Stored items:

__________

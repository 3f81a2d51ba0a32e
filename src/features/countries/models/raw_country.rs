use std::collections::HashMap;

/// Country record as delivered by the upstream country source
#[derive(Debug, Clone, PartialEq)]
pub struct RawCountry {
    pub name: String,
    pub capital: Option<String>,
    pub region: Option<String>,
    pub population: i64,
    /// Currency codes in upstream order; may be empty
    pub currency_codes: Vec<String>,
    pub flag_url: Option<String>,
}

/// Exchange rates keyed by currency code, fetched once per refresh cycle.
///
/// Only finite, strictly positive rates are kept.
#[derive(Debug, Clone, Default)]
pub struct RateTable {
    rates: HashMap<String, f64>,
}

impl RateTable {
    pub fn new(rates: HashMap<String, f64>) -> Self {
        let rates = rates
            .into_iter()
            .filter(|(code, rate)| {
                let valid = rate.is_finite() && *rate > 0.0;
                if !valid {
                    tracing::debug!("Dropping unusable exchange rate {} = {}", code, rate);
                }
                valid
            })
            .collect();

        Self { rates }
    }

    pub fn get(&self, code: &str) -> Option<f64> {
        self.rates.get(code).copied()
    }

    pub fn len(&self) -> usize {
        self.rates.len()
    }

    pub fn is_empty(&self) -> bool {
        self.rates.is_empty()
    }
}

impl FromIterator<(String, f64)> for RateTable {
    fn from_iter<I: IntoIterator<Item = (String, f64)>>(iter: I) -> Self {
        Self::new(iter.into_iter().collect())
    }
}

__________

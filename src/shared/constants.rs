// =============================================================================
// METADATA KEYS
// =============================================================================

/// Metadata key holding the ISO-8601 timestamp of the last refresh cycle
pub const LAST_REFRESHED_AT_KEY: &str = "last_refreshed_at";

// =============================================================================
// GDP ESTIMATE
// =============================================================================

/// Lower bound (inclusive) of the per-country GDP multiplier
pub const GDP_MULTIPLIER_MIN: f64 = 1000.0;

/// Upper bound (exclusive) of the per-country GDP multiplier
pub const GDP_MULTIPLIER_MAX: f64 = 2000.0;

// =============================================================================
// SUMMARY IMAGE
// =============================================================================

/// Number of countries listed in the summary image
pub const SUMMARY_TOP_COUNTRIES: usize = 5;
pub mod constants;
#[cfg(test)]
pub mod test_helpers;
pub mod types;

__________

■ Exercise ■
The response must hold only the lines above from the line with "#[derive(Debug, Clone, PartialEq)]" through the line with "rates are kept.", each copied exactly, both ends kept.

■ Task output ■
#[derive(Debug, Clone, PartialEq)]
pub struct RawCountry {
    pub name: String,
    pub capital: Option<String>,
    pub region: Option<String>,
    pub population: i64,
    /// Currency codes in upstream order; may be empty
    pub currency_codes: Vec<String>,
    pub flag_url: Option<String>,
}

/// Exchange rates keyed by currency code, fetched once per refresh cycle.
///
/// Only finite, strictly positive rates are kept.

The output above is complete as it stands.